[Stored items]
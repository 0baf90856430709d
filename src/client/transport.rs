// Copyright (c) 2025 Fabstir
// SPDX-License-Identifier: BUSL-1.1

//! Retry with exponential backoff for HTTP calls.

use std::future::Future;
use std::time::Duration;
use thiserror::Error;
use tokio::time::sleep;
use tracing::warn;

use crate::core::error::DbError;

#[derive(Error, Debug, Clone, PartialEq)]
pub enum TransportError {
    #[error("Network error: {0}")]
    Network(String),

    #[error("Server returned {status}: {body}")]
    Server { status: u16, body: String },

    #[error("Malformed response: {0}")]
    Decode(String),
}

impl TransportError {
    /// Connection failures and 5xx responses are worth another attempt.
    pub fn is_retryable(&self) -> bool {
        match self {
            TransportError::Network(_) => true,
            TransportError::Server { status, .. } => *status >= 500,
            TransportError::Decode(_) => false,
        }
    }
}

impl From<TransportError> for DbError {
    fn from(e: TransportError) -> Self {
        match e {
            TransportError::Network(_) => DbError::Unavailable(e.to_string()),
            TransportError::Server { status, .. } if status >= 500 => {
                DbError::Unavailable(e.to_string())
            }
            TransportError::Server { status: 413, .. } => {
                DbError::Validation("request body exceeds the server limit".to_string())
            }
            TransportError::Server { .. } => DbError::Validation(e.to_string()),
            TransportError::Decode(_) => DbError::Internal(e.to_string()),
        }
    }
}

#[derive(Debug, Clone)]
pub struct RetryConfig {
    pub max_attempts: usize,
    pub initial_delay: Duration,
    pub max_delay: Duration,
    pub exponential_base: f64,
}

impl Default for RetryConfig {
    fn default() -> Self {
        Self {
            max_attempts: 3,
            initial_delay: Duration::from_millis(100),
            max_delay: Duration::from_secs(10),
            exponential_base: 2.0,
        }
    }
}

impl RetryConfig {
    pub fn with_max_attempts(max_attempts: usize) -> Self {
        Self {
            max_attempts: max_attempts.max(1),
            ..Self::default()
        }
    }
}

/// Run `operation` until it succeeds, fails with a non-retryable error, or
/// `max_attempts` is reached. Delays grow by `exponential_base` up to
/// `max_delay`, plus up to 30% jitter.
pub async fn retry_with_backoff<F, Fut, R>(
    config: &RetryConfig,
    mut operation: F,
) -> Result<R, TransportError>
where
    F: FnMut() -> Fut,
    Fut: Future<Output = Result<R, TransportError>>,
{
    let mut attempts = 0;
    let mut delay = config.initial_delay;

    loop {
        attempts += 1;

        match operation().await {
            Ok(result) => return Ok(result),
            Err(e) if !e.is_retryable() || attempts >= config.max_attempts => return Err(e),
            Err(e) => {
                let jitter = Duration::from_millis(
                    (rand::random::<f64>() * delay.as_millis() as f64 * 0.3) as u64,
                );
                warn!("Attempt {} failed: {}; retrying in {:?}", attempts, e, delay + jitter);
                sleep(delay + jitter).await;

                let next_delay = Duration::from_millis(
                    (delay.as_millis() as f64 * config.exponential_base) as u64,
                );
                delay = next_delay.min(config.max_delay);
            }
        }
    }
}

_INSTRUCTIONS FOR THE TASK_: Search term "operation": return each line of the data that contains it.

_REPLY TO THE TASK_:
/// Run `operation` until it succeeds, fails with a non-retryable error, or
    mut operation: F,
        match operation().await {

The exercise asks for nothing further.